■ Task instructions ■
Copy out every record below, word for word.

■ Collected data entries ■
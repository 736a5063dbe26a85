use anyhow::{Context, Result};
use indicatif::{ProgressBar, ProgressStyle};
use log::{debug, info, warn};
use rayon::prelude::*;
use std::path::Path;
use std::sync::atomic::{AtomicUsize, Ordering};
use std::time::Instant;

use crate::assigner::{CellPlan, TileAssigner};
use crate::codec;
use crate::config::{BuildOptions, GridConfig};
use crate::grid::Cell;
use crate::indexer::WayIndex;
use crate::osm;
use crate::store::TileStore;
use crate::way::SpeedOverrides;

/// Counters reported at the end of a build.
#[derive(Clone, Debug, Default, PartialEq, Eq)]
pub struct BuildReport {
    pub ways_indexed: usize,
    pub ways_discarded: usize,
    pub cells_in_window: usize,
    pub tiles_written: usize,
    pub empty_tiles: usize,
    /// Sum of ways over all written tiles; exceeds `ways_indexed` when ways are duplicated.
    pub way_assignments: usize,
}

/// Runs a full rebuild of the offline tile set.
pub struct OfflineBuilder {
    config: GridConfig,
    options: BuildOptions,
}

impl OfflineBuilder {
    pub fn new(config: GridConfig, options: BuildOptions) -> Result<Self> {
        config.validate().context("invalid grid configuration")?;
        if let Some(window) = &options.window {
            window.validate().context("invalid generation window")?;
        }
        Ok(Self { config, options })
    }

    /// Reads `pbf_path`, indexes its ways and writes every tile under `output_dir`.
    pub fn build_from_pbf(
        &self,
        pbf_path: impl AsRef<Path>,
        output_dir: impl AsRef<Path>,
        overrides: &SpeedOverrides,
    ) -> Result<BuildReport> {
        let store = TileStore::new(output_dir.as_ref(), &self.config)?;

        info!("Step 1: Scanning ways");
        let raw_ways = osm::read_ways(pbf_path)?;

        info!("Step 2: Indexing way bounds");
        let index = WayIndex::build(raw_ways, overrides);

        self.build(&index, &store)
    }

    /// Assigns indexed ways to cells and writes one tile per admitted cell.
    pub fn build(&self, index: &WayIndex, store: &TileStore) -> Result<BuildReport> {
        match self.options.threads {
            Some(threads) => rayon::ThreadPoolBuilder::new()
                .num_threads(threads)
                .build()
                .context("could not create worker pool")?
                .install(|| self.build_tiles(index, store)),
            None => self.build_tiles(index, store),
        }
    }

    fn build_tiles(&self, index: &WayIndex, store: &TileStore) -> Result<BuildReport> {
        let start_time = Instant::now();
        store
            .ensure_root()
            .context("could not create offline tile directory")?;

        if index.is_empty() && !self.options.generate_empty_files {
            warn!("No ways to write; the tile set will be empty");
        }

        let assigner = TileAssigner::new(
            index,
            self.config.overlap_degrees,
            self.options.window,
            self.options.generate_empty_files,
            self.options.assign_strategy,
        );

        info!("Step 3: Selecting cells");
        let mut cells_in_window = 0usize;
        let cells: Vec<Cell> = store
            .grid()
            .cells()
            .filter(|cell| match assigner.plan(cell) {
                CellPlan::OutsideWindow => false,
                CellPlan::NoData => {
                    cells_in_window += 1;
                    false
                }
                CellPlan::Build => {
                    cells_in_window += 1;
                    true
                }
            })
            .collect();
        info!(
            "{} of {} cells in window need a tile",
            cells.len(),
            cells_in_window
        );

        info!("Step 4: Writing tiles");
        let pb = ProgressBar::new(cells.len() as u64);
        pb.set_style(
            ProgressStyle::default_bar()
                .template(
                    "[{elapsed_precise}] {bar:40.cyan/blue} {pos}/{len} ({eta}) - Writing tiles",
                )?
                .progress_chars("##-"),
        );

        let tiles_written = AtomicUsize::new(0);
        let empty_tiles = AtomicUsize::new(0);
        let way_assignments = AtomicUsize::new(0);

        cells.par_iter().try_for_each(|cell| -> Result<()> {
            let assignment = assigner.assign(cell);
            let data = codec::encode(cell.bounds, assigner.margin(), &assignment.ways)
                .with_context(|| format!("could not encode tile for {}", cell))?;
            store
                .write_tile(&cell.bounds, &data)
                .with_context(|| format!("could not write tile for {}", cell))?;

            debug!("{}: {} ways", cell, assignment.ways.len());
            tiles_written.fetch_add(1, Ordering::Relaxed);
            way_assignments.fetch_add(assignment.ways.len(), Ordering::Relaxed);
            if assignment.ways.is_empty() {
                empty_tiles.fetch_add(1, Ordering::Relaxed);
            }
            pb.inc(1);
            Ok(())
        })?;

        pb.finish_with_message("Tile writing complete");

        store
            .sync_root()
            .context("could not fsync offline tile directory")?;

        let report = BuildReport {
            ways_indexed: index.len(),
            ways_discarded: index.discarded(),
            cells_in_window,
            tiles_written: tiles_written.into_inner(),
            empty_tiles: empty_tiles.into_inner(),
            way_assignments: way_assignments.into_inner(),
        };

        info!(
            "Generated {} tiles ({} empty) for {} ways in {:?}",
            report.tiles_written,
            report.empty_tiles,
            report.ways_indexed,
            start_time.elapsed()
        );

        Ok(report)
    }
}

■ Reply ■
repository 736a5063dbe26a85
use anyhow::{Context, Result};
use indicatif::{ProgressBar, ProgressStyle};
use log::{debug, info, warn};
use rayon::prelude::*;
use std::path::Path;
use std::sync::atomic::{AtomicUsize, Ordering};
use std::time::Instant;

use crate::assigner::{CellPlan, TileAssigner};
use crate::codec;
use crate::config::{BuildOptions, GridConfig};
use crate::grid::Cell;
use crate::indexer::WayIndex;
use crate::osm;
use crate::store::TileStore;
use crate::way::SpeedOverrides;

/// Counters reported at the end of a build.
#[derive(Clone, Debug, Default, PartialEq, Eq)]
pub struct BuildReport {
    pub ways_indexed: usize,
    pub ways_discarded: usize,
    pub cells_in_window: usize,
    pub tiles_written: usize,
    pub empty_tiles: usize,
    /// Sum of ways over all written tiles; exceeds `ways_indexed` when ways are duplicated.
    pub way_assignments: usize,
}

/// Runs a full rebuild of the offline tile set.
pub struct OfflineBuilder {
    config: GridConfig,
    options: BuildOptions,
}

impl OfflineBuilder {
    pub fn new(config: GridConfig, options: BuildOptions) -> Result<Self> {
        config.validate().context("invalid grid configuration")?;
        if let Some(window) = &options.window {
            window.validate().context("invalid generation window")?;
        }
        Ok(Self { config, options })
    }

    /// Reads `pbf_path`, indexes its ways and writes every tile under `output_dir`.
    pub fn build_from_pbf(
        &self,
        pbf_path: impl AsRef<Path>,
        output_dir: impl AsRef<Path>,
        overrides: &SpeedOverrides,
    ) -> Result<BuildReport> {
        let store = TileStore::new(output_dir.as_ref(), &self.config)?;

        info!("Step 1: Scanning ways");
        let raw_ways = osm::read_ways(pbf_path)?;

        info!("Step 2: Indexing way bounds");
        let index = WayIndex::build(raw_ways, overrides);

        self.build(&index, &store)
    }

    /// Assigns indexed ways to cells and writes one tile per admitted cell.
    pub fn build(&self, index: &WayIndex, store: &TileStore) -> Result<BuildReport> {
        match self.options.threads {
            Some(threads) => rayon::ThreadPoolBuilder::new()
                .num_threads(threads)
                .build()
                .context("could not create worker pool")?
                .install(|| self.build_tiles(index, store)),
            None => self.build_tiles(index, store),
        }
    }

    fn build_tiles(&self, index: &WayIndex, store: &TileStore) -> Result<BuildReport> {
        let start_time = Instant::now();
        store
            .ensure_root()
            .context("could not create offline tile directory")?;

        if index.is_empty() && !self.options.generate_empty_files {
            warn!("No ways to write; the tile set will be empty");
        }

        let assigner = TileAssigner::new(
            index,
            self.config.overlap_degrees,
            self.options.window,
            self.options.generate_empty_files,
            self.options.assign_strategy,
        );

        info!("Step 3: Selecting cells");
        let mut cells_in_window = 0usize;
        let cells: Vec<Cell> = store
            .grid()
            .cells()
            .filter(|cell| match assigner.plan(cell) {
                CellPlan::OutsideWindow => false,
                CellPlan::NoData => {
                    cells_in_window += 1;
                    false
                }
                CellPlan::Build => {
                    cells_in_window += 1;
                    true
                }
            })
            .collect();
        info!(
            "{} of {} cells in window need a tile",
            cells.len(),
            cells_in_window
        );

        info!("Step 4: Writing tiles");
        let pb = ProgressBar::new(cells.len() as u64);
        pb.set_style(
            ProgressStyle::default_bar()
                .template(
                    "[{elapsed_precise}] {bar:40.cyan/blue} {pos}/{len} ({eta}) - Writing tiles",
                )?
                .progress_chars("##-"),
        );

        let tiles_written = AtomicUsize::new(0);
        let empty_tiles = AtomicUsize::new(0);
        let way_assignments = AtomicUsize::new(0);

        cells.par_iter().try_for_each(|cell| -> Result<()> {
            let assignment = assigner.assign(cell);
            let data = codec::encode(cell.bounds, assigner.margin(), &assignment.ways)
                .with_context(|| format!("could not encode tile for {}", cell))?;
            store
                .write_tile(&cell.bounds, &data)
                .with_context(|| format!("could not write tile for {}", cell))?;

            debug!("{}: {} ways", cell, assignment.ways.len());
            tiles_written.fetch_add(1, Ordering::Relaxed);
            way_assignments.fetch_add(assignment.ways.len(), Ordering::Relaxed);
            if assignment.ways.is_empty() {
                empty_tiles.fetch_add(1, Ordering::Relaxed);
            }
            pb.inc(1);
            Ok(())
        })?;

        pb.finish_with_message("Tile writing complete");

        store
            .sync_root()
            .context("could not fsync offline tile directory")?;

        let report = BuildReport {
            ways_indexed: index.len(),
            ways_discarded: index.discarded(),
            cells_in_window,
            tiles_written: tiles_written.into_inner(),
            empty_tiles: empty_tiles.into_inner(),
            way_assignments: way_assignments.into_inner(),
        };

        info!(
            "Generated {} tiles ({} empty) for {} ways in {:?}",
            report.tiles_written,
            report.empty_tiles,
            report.ways_indexed,
            start_time.elapsed()
        );

        Ok(report)
    }
}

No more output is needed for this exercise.